Planning a garden can be a daunting task. How do I know if a plant will grow here? What does 'part sun' really mean? How much time will plants require? We get it, it's a lot to think about. But, when you are armed with some basic knowledge it makes starting a lot easier. Without further ado, here is a list of 3 things to consider when planning a garden:


The first thing to consider when planning a garden is thinking through how much time and commitment you can and want to give to it. If you work a lot or travel regularly, a huge garden might not be best for you. If you like the idea of looking at pretty plants but aren't interested in caring for them, then low maintenance plants would be a good option.

Plants require time and care, even low maintenance ones. Think about your schedule and what your free time generally looks like May through September to help set realistic expectations. And, remember that watering and pruning plants can be a very meditative and relaxing time. You might realize you enjoy it and happily add more plants to care for.

Sunny field of grass


Sunlight is one of the most important requirements when choosing what to plant. If shade-loving plants receive too much light they will likely dry up and die. If sun-loving plants receive too little light they may not grow well or bloom and may eventually die. So, how do you know how much sun plants need? Check their plant tag to find out if they need full sun, part sun, or shade.
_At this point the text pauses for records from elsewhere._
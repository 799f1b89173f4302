//! Byte-level transport seam between a session and its socket.
//!
//! Sessions never touch the socket directly. They queue encoded frames on a
//! [`Transport`], ask it to return to read-ready mode after a send, and close
//! it when the connection is finished.
//!
//! [`StreamTransport`] is the tokio implementation: every frame goes over an
//! ordered channel to a single writer task that owns the write half, so
//! frames are emitted in queue order and no lock is held across I/O. Bytes
//! waiting for the writer are counted against a fixed limit: a peer that
//! stops reading gets its writes refused instead of growing the queue.

use std::{
    io,
    sync::{
        Arc,
        Mutex,
        PoisonError,
        Weak,
        atomic::{AtomicBool, AtomicUsize, Ordering},
    },
};

use bytes::Bytes;
use log::warn;
use tokio::{
    io::{AsyncWrite, AsyncWriteExt, BufWriter},
    sync::mpsc,
};
use tokio_util::sync::CancellationToken;

/// Operations a session needs from the underlying connection.
///
/// All methods are non-blocking.
pub trait Transport: Send + Sync + 'static {
    /// Queue encoded bytes for writing, in order.
    ///
    /// # Errors
    ///
    /// Returns an error of kind [`io::ErrorKind::NotConnected`] once the
    /// transport is closed, [`io::ErrorKind::WouldBlock`] if the bytes do not
    /// fit in the outbound queue, or the underlying failure if the write path
    /// has broken.
    fn queue_write(&self, bytes: Bytes) -> io::Result<()>;

    /// Finish the current send and resume waiting for inbound data.
    fn switch_to_read(&self);

    /// Close the connection. Bytes queued before the call are still written.
    ///
    /// Calling `close` more than once has no further effect.
    fn close(&self);

    /// Whether [`close`](Self::close) has been called or the write path
    /// failed.
    fn is_closed(&self) -> bool;
}

enum Command {
    Write(Bytes),
    Flush,
}

struct Inner {
    sender: Mutex<Option<mpsc::UnboundedSender<Command>>>,
    pending: Arc<AtomicUsize>,
    write_limit: usize,
    closed: AtomicBool,
    close_token: CancellationToken,
    done: CancellationToken,
}

impl Inner {
    fn send(&self, command: Command) -> io::Result<()> {
        let guard = self.sender.lock().unwrap_or_else(PoisonError::into_inner);
        let Some(sender) = guard.as_ref() else {
            return Err(not_connected());
        };
        sender.send(command).map_err(|_| not_connected())
    }

    fn write(&self, bytes: Bytes) -> io::Result<()> {
        if self.closed.load(Ordering::Acquire) {
            return Err(not_connected());
        }
        let len = bytes.len();
        let reserved = self
            .pending
            .fetch_update(Ordering::AcqRel, Ordering::Acquire, |queued| {
                queued
                    .checked_add(len)
                    .filter(|total| *total <= self.write_limit)
            });
        if let Err(queued) = reserved {
            tracing::debug!(queued, len, limit = self.write_limit, "outbound queue full");
            return Err(queue_full());
        }
        self.send(Command::Write(bytes)).inspect_err(|_| {
            self.pending.fetch_sub(len, Ordering::AcqRel);
        })
    }

    fn mark_closed(&self) -> bool {
        if self.closed.swap(true, Ordering::AcqRel) {
            return false;
        }
        // Dropping the sender lets the writer drain what is queued, then stop.
        self.sender
            .lock()
            .unwrap_or_else(PoisonError::into_inner)
            .take();
        self.close_token.cancel();
        true
    }
}

fn not_connected() -> io::Error { io::Error::from(io::ErrorKind::NotConnected) }

fn queue_full() -> io::Error {
    io::Error::new(io::ErrorKind::WouldBlock, "outbound queue limit reached")
}

/// [`Transport`] over any tokio [`AsyncWrite`] half.
///
/// Cloning yields another handle to the same connection.
#[derive(Clone)]
pub struct StreamTransport {
    inner: Arc<Inner>,
}

impl StreamTransport {
    /// Spawn the writer task for `writer` and return a handle to it.
    ///
    /// Output is buffered in a `buffer_size` byte buffer and flushed on
    /// [`Transport::switch_to_read`] and before shutdown. At most
    /// `write_limit` bytes may wait for the writer; writes beyond that are
    /// refused until the peer reads. Must be called from within a tokio
    /// runtime.
    pub fn spawn<W>(writer: W, buffer_size: usize, write_limit: usize) -> Self
    where
        W: AsyncWrite + Unpin + Send + 'static,
    {
        let (tx, rx) = mpsc::unbounded_channel();
        let pending = Arc::new(AtomicUsize::new(0));
        let inner = Arc::new(Inner {
            sender: Mutex::new(Some(tx)),
            pending: pending.clone(),
            write_limit,
            closed: AtomicBool::new(false),
            close_token: CancellationToken::new(),
            done: CancellationToken::new(),
        });
        tokio::spawn(write_loop(
            BufWriter::with_capacity(buffer_size, writer),
            rx,
            pending,
            Arc::downgrade(&inner),
            inner.done.clone(),
        ));
        Self { inner }
    }

    /// Token cancelled as soon as the transport is closed.
    ///
    /// Read loops select on it to stop reading from a closed connection.
    #[must_use]
    pub fn close_token(&self) -> CancellationToken { self.inner.close_token.clone() }

    /// Wait until the writer task has flushed and shut the stream down.
    pub async fn finished(&self) { self.inner.done.cancelled().await; }

    /// Bytes queued but not yet handed to the stream.
    #[must_use]
    pub fn pending_bytes(&self) -> usize { self.inner.pending.load(Ordering::Acquire) }
}

impl Transport for StreamTransport {
    fn queue_write(&self, bytes: Bytes) -> io::Result<()> { self.inner.write(bytes) }

    fn switch_to_read(&self) {
        // Nothing to flush once the writer has gone away.
        let _ = self.inner.send(Command::Flush);
    }

    fn close(&self) { self.inner.mark_closed(); }

    fn is_closed(&self) -> bool { self.inner.closed.load(Ordering::Acquire) }
}

impl std::fmt::Debug for StreamTransport {
    fn fmt(&self, f: &mut std::fmt::Formatter<'_>) -> std::fmt::Result {
        f.debug_struct("StreamTransport")
            .field("closed", &self.is_closed())
            .finish_non_exhaustive()
    }
}

async fn write_loop<W>(
    mut writer: BufWriter<W>,
    mut rx: mpsc::UnboundedReceiver<Command>,
    pending: Arc<AtomicUsize>,
    inner: Weak<Inner>,
    done: CancellationToken,
) where
    W: AsyncWrite + Unpin,
{
    let result: io::Result<()> = async {
        while let Some(command) = rx.recv().await {
            match command {
                Command::Write(bytes) => {
                    writer.write_all(&bytes).await?;
                    pending.fetch_sub(bytes.len(), Ordering::AcqRel);
                }
                Command::Flush => writer.flush().await?,
            }
        }
        writer.flush().await?;
        writer.shutdown().await
    }
    .await;

    if let Err(e) = result {
        warn!("websocket write failed: error={e}");
        tracing::debug!(error = %e, "transport writer stopped");
    }
    // The channel also ends when every handle is dropped without a close.
    if let Some(inner) = inner.upgrade() {
        inner.mark_closed();
    }
    done.cancel();
}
  • Full sun = 6+ hours of sun daily
  • Part sun = 4-6 hours of sun daily
  • Full shade = Less than 4 hours

Be sure to also pay attention to which direction the area faces.

  • North gets the least amount of sun (part shade/shade)
  • South gets the most amount of sun (full sun)
  • East receives a half day of sun (part sun/full sun, cool morning sun)
  • West receives a half day of sun (part sun/full sun, hot afternoon sun)
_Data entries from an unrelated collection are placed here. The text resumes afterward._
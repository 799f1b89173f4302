//! Tests for the session state machine and its outbound API.

use std::{
    io,
    num::NonZeroUsize,
    sync::{
        Arc,
        Mutex,
        atomic::{AtomicUsize, Ordering},
        mpsc,
    },
    thread,
    time::Duration,
};

use bytes::Bytes;
use rstest::{fixture, rstest};
use wiresocket::{
    CloseCode,
    Message,
    Opcode,
    Session,
    SessionState,
    StatsSink,
    StreamTransport,
    Transport,
    session::INVALID_OPCODE_REASON,
};
use wiresocket_testing::{Event, RecordingHandler, RecordingTransport};

struct Harness {
    transport: Arc<RecordingTransport>,
    handler: Arc<RecordingHandler>,
    session: Session,
}

#[fixture]
fn harness() -> Harness {
    // Session bound to an in-memory transport and a recording handler
    let transport = Arc::new(RecordingTransport::new());
    let handler = Arc::new(RecordingHandler::new());
    let session = Session::new(transport.clone(), handler.clone());
    Harness {
        transport,
        handler,
        session,
    }
}

fn close_message(code: u16, reason: &str) -> Message {
    let mut payload = code.to_be_bytes().to_vec();
    payload.extend_from_slice(reason.as_bytes());
    Message::binary(Opcode::Close, payload)
}

#[rstest]
#[tokio::test]
async fn open_moves_to_open_once(harness: Harness) {
    assert_eq!(harness.session.state(), SessionState::Connecting);
    assert!(harness.session.open().await);
    assert_eq!(harness.session.state(), SessionState::Open);
    assert!(!harness.session.open().await);
    assert_eq!(harness.handler.events(), vec![Event::Open]);
}

#[derive(Clone, Copy, Debug)]
enum Lifecycle {
    Connecting,
    Closing,
    Closed,
}

#[rstest]
#[case::connecting(Lifecycle::Connecting, SessionState::Connecting)]
#[case::closing(Lifecycle::Closing, SessionState::Closing)]
#[case::closed(Lifecycle::Closed, SessionState::Closed)]
#[tokio::test]
async fn data_sends_are_refused_unless_open(
    harness: Harness,
    #[case] lifecycle: Lifecycle,
    #[case] expected: SessionState,
) {
    match lifecycle {
        Lifecycle::Connecting => {}
        Lifecycle::Closing => {
            harness.session.open().await;
            harness.session.execute(close_message(1000, "")).await;
        }
        Lifecycle::Closed => {
            harness.session.open().await;
            harness.session.terminate().await;
        }
    }
    assert_eq!(harness.session.state(), expected);
    let before = harness.transport.written();

    assert!(!harness.session.send_text_data("late"));
    assert!(!harness.session.send_binary_data(Bytes::from_static(b"late")));
    assert!(!harness.session.send_ping(Bytes::new()));
    assert!(!harness.session.is_pinging());
    assert_eq!(harness.transport.written(), before);
}

/// Holds the first write until released, keeping the session's send lock
/// taken in the meantime.
struct HeldTransport {
    inner: RecordingTransport,
    gate: Mutex<Option<(mpsc::Sender<()>, mpsc::Receiver<()>)>>,
}

impl Transport for HeldTransport {
    fn queue_write(&self, bytes: Bytes) -> io::Result<()> {
        let gate = self.gate.lock().expect("gate lock").take();
        if let Some((entered, release)) = gate {
            entered.send(()).expect("test waits for entry");
            release.recv().expect("test releases the write");
        }
        self.inner.queue_write(bytes)
    }

    fn switch_to_read(&self) { self.inner.switch_to_read(); }

    fn close(&self) { self.inner.close(); }

    fn is_closed(&self) -> bool { self.inner.is_closed() }
}

#[tokio::test]
async fn data_waiting_on_the_send_lock_never_follows_a_close() {
    let (entered_tx, entered_rx) = mpsc::channel();
    let (release_tx, release_rx) = mpsc::channel();
    let transport = Arc::new(HeldTransport {
        inner: RecordingTransport::new(),
        gate: Mutex::new(Some((entered_tx, release_rx))),
    });
    let session = Session::new(transport.clone(), Arc::new(RecordingHandler::new()));
    session.open().await;

    let first = {
        let session = session.clone();
        thread::spawn(move || session.send_text_data("first"))
    };
    entered_rx
        .recv_timeout(Duration::from_secs(2))
        .expect("first send holds the lock");

    let waiting = {
        let session = session.clone();
        thread::spawn(move || session.send_text_data("second"))
    };
    let closer = {
        let session = session.clone();
        thread::spawn(move || {
            futures::executor::block_on(session.execute(close_message(1000, "")));
        })
    };
    while session.state() == SessionState::Open {
        thread::sleep(Duration::from_millis(1));
    }
    release_tx.send(()).expect("held write is waiting");

    assert!(first.join().expect("first sender"));
    assert!(!waiting.join().expect("waiting sender"));
    closer.join().expect("closer");

    let frames = transport.inner.frames();
    let opcodes: Vec<_> = frames.iter().map(|f| f.opcode).collect();
    assert_eq!(opcodes, vec![0x1, 0x8]);
    assert_eq!(frames[0].payload, b"first");
}

#[tokio::test]
async fn peer_that_stops_reading_is_disconnected() {
    let (_client, server) = tokio::io::duplex(64);
    let transport = StreamTransport::spawn(server, 16, 1024);
    let session = Session::new(Arc::new(transport.clone()), Arc::new(RecordingHandler::new()));
    session.open().await;

    // Each 62-byte message is one 64-byte frame; none drain while we never yield.
    let payload = Bytes::from(vec![b'x'; 62]);
    let sent = (0..64)
        .take_while(|_| session.send_binary_data(payload.clone()))
        .count();
    assert_eq!(sent, 16);
    assert!(transport.is_closed());
    assert_eq!(session.counters().messages_out, 16);
}

#[rstest]
#[tokio::test]
async fn text_and_binary_reach_the_handler(harness: Harness) {
    harness.session.open().await;
    harness.session.execute(Message::text("hi")).await;
    harness
        .session
        .execute(Message::binary(Opcode::Binary, vec![1, 2, 3]))
        .await;

    assert_eq!(
        harness.handler.events(),
        vec![
            Event::Open,
            Event::Text("hi".into()),
            Event::Binary(vec![1, 2, 3]),
        ]
    );
    let counters = harness.session.counters();
    assert_eq!(counters.messages_in, 2);
    assert_eq!(counters.bytes_in, 5);
}

#[rstest]
#[tokio::test]
async fn peer_close_is_echoed_then_completed(harness: Harness) {
    harness.session.open().await;

    harness.session.execute(close_message(1000, "bye")).await;
    assert_eq!(harness.session.state(), SessionState::Closing);
    let frames = harness.transport.frames();
    assert_eq!(frames.len(), 1);
    assert!(frames[0].is_close());
    assert_eq!(frames[0].close_code(), Some(1000));
    assert_eq!(frames[0].close_reason(), "bye");
    assert_eq!(harness.transport.close_count(), 0);
    assert_eq!(harness.handler.close_count(), 1);

    harness.session.execute(close_message(1000, "bye")).await;
    assert_eq!(harness.session.state(), SessionState::Closed);
    assert_eq!(harness.transport.frames().len(), 1);
    assert_eq!(harness.transport.close_count(), 1);
    assert_eq!(harness.handler.close_count(), 1);
}

#[rstest]
#[tokio::test]
async fn empty_close_payload_is_echoed_empty(harness: Harness) {
    harness.session.open().await;
    harness
        .session
        .execute(Message::binary(Opcode::Close, Bytes::new()))
        .await;
    assert_eq!(harness.transport.written(), vec![0x88, 0x00]);
}

#[rstest]
#[tokio::test]
async fn send_close_finishes_the_session(harness: Harness) {
    harness.session.open().await;

    assert!(harness.session.send_close(CloseCode::Normal, "done"));
    assert_eq!(harness.session.state(), SessionState::Closed);
    assert_eq!(harness.transport.close_count(), 1);
    let frames = harness.transport.frames();
    assert_eq!(frames.len(), 1);
    assert_eq!(frames[0].close_code(), Some(1000));
    assert_eq!(frames[0].close_reason(), "done");

    assert!(!harness.session.send_close(CloseCode::Normal, "again"));
    assert!(!harness.session.send_text_data("late"));
    assert_eq!(harness.transport.frames().len(), 1);
}

#[rstest]
#[tokio::test]
async fn long_close_reason_fits_a_control_frame(harness: Harness) {
    harness.session.open().await;
    let reason = "x".repeat(400);
    assert!(harness.session.send_close(CloseCode::PolicyViolation, &reason));

    let frames = harness.transport.frames();
    assert_eq!(frames[0].payload.len(), 125);
    assert_eq!(frames[0].close_code(), Some(1008));
}

#[rstest]
#[tokio::test]
async fn ping_is_answered_with_matching_pong(harness: Harness) {
    harness.session.open().await;
    harness
        .session
        .execute(Message::binary(Opcode::Ping, Bytes::from_static(b"probe")))
        .await;
    assert_eq!(harness.transport.written(), b"\x8a\x05probe");
}

#[rstest]
#[tokio::test]
async fn ping_after_close_started_gets_no_pong(harness: Harness) {
    harness.session.open().await;
    harness.session.execute(close_message(1001, "")).await;
    let before = harness.transport.written().len();

    harness
        .session
        .execute(Message::binary(Opcode::Ping, Bytes::from_static(b"late")))
        .await;
    assert_eq!(harness.transport.written().len(), before);
    assert!(!harness.session.send_pong(Bytes::new()));
}

#[rstest]
#[tokio::test]
async fn pong_clears_outstanding_ping(harness: Harness) {
    harness.session.open().await;
    assert!(!harness.session.is_pinging());
    assert!(harness.session.send_ping(Bytes::from_static(b"1")));
    assert!(harness.session.is_pinging());

    harness
        .session
        .execute(Message::binary(Opcode::Pong, Bytes::from_static(b"1")))
        .await;
    assert!(!harness.session.is_pinging());
    assert_eq!(harness.transport.frames()[0].opcode, 0x9);
}

#[rstest]
#[tokio::test]
async fn unexpected_opcode_closes_with_internal_error(harness: Harness) {
    harness.session.open().await;
    harness
        .session
        .execute(Message::binary(Opcode::Continuation, Bytes::from_static(b"?")))
        .await;

    let frames = harness.transport.frames();
    assert_eq!(frames.len(), 1);
    assert_eq!(frames[0].close_code(), Some(1011));
    assert_eq!(frames[0].close_reason(), INVALID_OPCODE_REASON);
    assert_eq!(harness.session.state(), SessionState::Closed);
}

#[rstest]
#[tokio::test]
async fn data_after_close_started_is_dropped(harness: Harness) {
    harness.session.open().await;
    harness.session.execute(close_message(1000, "")).await;
    harness.session.execute(Message::text("ignored")).await;
    assert!(
        !harness
            .handler
            .events()
            .contains(&Event::Text("ignored".into()))
    );
}

#[rstest]
#[tokio::test]
async fn failed_send_closes_transport(harness: Harness) {
    harness.session.open().await;
    harness.transport.fail_writes();

    assert!(!harness.session.send_text_data("lost"));
    assert_eq!(harness.transport.close_count(), 1);
    assert_eq!(harness.session.counters().messages_out, 0);

    harness.session.terminate().await;
    assert_eq!(harness.session.state(), SessionState::Closed);
    assert_eq!(harness.handler.close_count(), 1);
}

#[rstest]
#[tokio::test]
async fn terminate_runs_on_close_exactly_once(harness: Harness) {
    harness.session.open().await;
    harness.session.terminate().await;
    harness.session.terminate().await;
    assert_eq!(harness.handler.close_count(), 1);
    assert_eq!(harness.transport.close_count(), 1);
}

#[rstest]
#[tokio::test]
async fn terminate_before_open_skips_on_close(harness: Harness) {
    harness.session.terminate().await;
    assert_eq!(harness.session.state(), SessionState::Closed);
    assert!(harness.handler.events().is_empty());
}

#[rstest]
#[tokio::test]
async fn successful_send_switches_back_to_read(harness: Harness) {
    harness.session.open().await;
    assert!(harness.session.send_text_data("a"));
    assert!(harness.session.send_binary_data(vec![1u8]));
    assert_eq!(harness.transport.switch_count(), 2);
}

#[tokio::test]
async fn large_message_is_fragmented() {
    let transport = Arc::new(RecordingTransport::new());
    let session = Session::builder(transport.clone(), Arc::new(RecordingHandler::new()))
        .max_frame_payload(NonZeroUsize::new(4).expect("non-zero"))
        .build();
    session.open().await;

    assert!(session.send_binary_data(vec![7u8; 10]));
    let frames = transport.frames();
    let shape: Vec<_> = frames
        .iter()
        .map(|f| (f.fin, f.opcode, f.payload.len()))
        .collect();
    assert_eq!(shape, vec![(false, 0x2, 4), (false, 0x0, 4), (true, 0x0, 2)]);

    let counters = session.counters();
    assert_eq!(counters.messages_out, 1);
    assert_eq!(counters.bytes_out, 10);
}

#[derive(Default)]
struct CountingStats {
    opened: AtomicUsize,
    closed: AtomicUsize,
    incoming: AtomicUsize,
    outgoing: AtomicUsize,
}

impl StatsSink for CountingStats {
    fn add_new_session(&self) { self.opened.fetch_add(1, Ordering::SeqCst); }

    fn add_closed_session(&self) { self.closed.fetch_add(1, Ordering::SeqCst); }

    fn add_incoming_message(&self, bytes: usize) { self.incoming.fetch_add(bytes, Ordering::SeqCst); }

    fn add_outgoing_message(&self, bytes: usize) { self.outgoing.fetch_add(bytes, Ordering::SeqCst); }
}

#[tokio::test]
async fn stats_sink_sees_lifecycle_and_traffic() {
    let stats = Arc::new(CountingStats::default());
    let session = Session::builder(
        Arc::new(RecordingTransport::new()),
        Arc::new(RecordingHandler::echo()),
    )
    .stats(stats.clone())
    .build();

    session.open().await;
    session.execute(Message::text("abc")).await;
    session.terminate().await;
    session.terminate().await;

    assert_eq!(stats.opened.load(Ordering::SeqCst), 1);
    assert_eq!(stats.closed.load(Ordering::SeqCst), 1);
    assert_eq!(stats.incoming.load(Ordering::SeqCst), 3);
    assert_eq!(stats.outgoing.load(Ordering::SeqCst), 3);
}

#[tokio::test]
async fn sessions_compare_by_id() {
    let transport = Arc::new(RecordingTransport::new());
    let handler = Arc::new(RecordingHandler::new());
    let first = Session::new(transport.clone(), handler.clone());
    let second = Session::new(transport, handler);

    assert_eq!(first, first.clone());
    assert_ne!(first, second);
    assert!(second.id() > first.id());

    let weak = first.downgrade();
    assert_eq!(weak.upgrade(), Some(first.clone()));
    drop(first);
    assert!(weak.is_dead());
}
Also, make note if there are any buildings or large trees that will shade the area.

Watering a garden

Water Access

Consider where your water access is in relation to where you would like to plant. The closer it is, the easier it will be to water, especially if you plan on doing any hand watering. Setting up irrigation is often worth the effort, especially if you plan on planting a lot or are frequently out of town. There are several different kinds of irrigation to choose from.

  • Drip hoses that slowly leak water.
  • WaterWise® Drip Irrigation System concentrates water directly to the root of the plant and set up is very simple.
  • Sprinklers above ground are widely available, affordable, and can easily be moved around to meet your needs. Underground sprinklers pop up when desired but may require professional installation.

If you set up any irrigation we recommend using a faucet timer to make it completely hands off. You can set how often, how long, and what time the water will turn on (early morning is best). These may need to be adjusted throughout the season depending on how much rainfall you receive and how hot and dry it is. This will save you so much time and keep your plants very happy.

Also, try to remember that this is a learning process. If you lose a few plants along the way it's okay. It does NOT make you a bad gardener. It is part of gardening and a part of learning because green thumbs are learned, not given. Have fun and keep trying!